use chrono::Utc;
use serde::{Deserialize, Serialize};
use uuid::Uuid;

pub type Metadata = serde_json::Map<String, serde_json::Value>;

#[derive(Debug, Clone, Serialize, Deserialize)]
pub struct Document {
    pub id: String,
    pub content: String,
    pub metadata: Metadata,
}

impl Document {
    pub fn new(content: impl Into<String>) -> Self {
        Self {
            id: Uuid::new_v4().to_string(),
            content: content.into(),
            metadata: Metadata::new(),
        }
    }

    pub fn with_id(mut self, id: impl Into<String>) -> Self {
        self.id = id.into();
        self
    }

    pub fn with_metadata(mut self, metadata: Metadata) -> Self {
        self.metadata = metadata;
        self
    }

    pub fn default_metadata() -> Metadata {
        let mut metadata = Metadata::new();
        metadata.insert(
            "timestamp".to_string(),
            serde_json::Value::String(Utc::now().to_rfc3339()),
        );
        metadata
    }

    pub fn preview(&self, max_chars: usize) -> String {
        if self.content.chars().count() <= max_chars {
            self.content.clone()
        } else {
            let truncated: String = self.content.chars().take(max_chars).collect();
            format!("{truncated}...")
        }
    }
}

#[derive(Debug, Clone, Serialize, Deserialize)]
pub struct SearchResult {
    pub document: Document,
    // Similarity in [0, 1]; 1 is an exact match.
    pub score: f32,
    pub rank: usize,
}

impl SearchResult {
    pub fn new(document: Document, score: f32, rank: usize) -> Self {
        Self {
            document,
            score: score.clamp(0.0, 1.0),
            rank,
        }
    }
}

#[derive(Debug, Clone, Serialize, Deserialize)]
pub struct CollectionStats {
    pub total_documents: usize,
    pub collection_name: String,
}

========================================

Find all lines holding the word "Uuid" in the records above and copy them.

_SOLUTION TO THE PROBLEM_
use uuid::Uuid;
            id: Uuid::new_v4().to_string(),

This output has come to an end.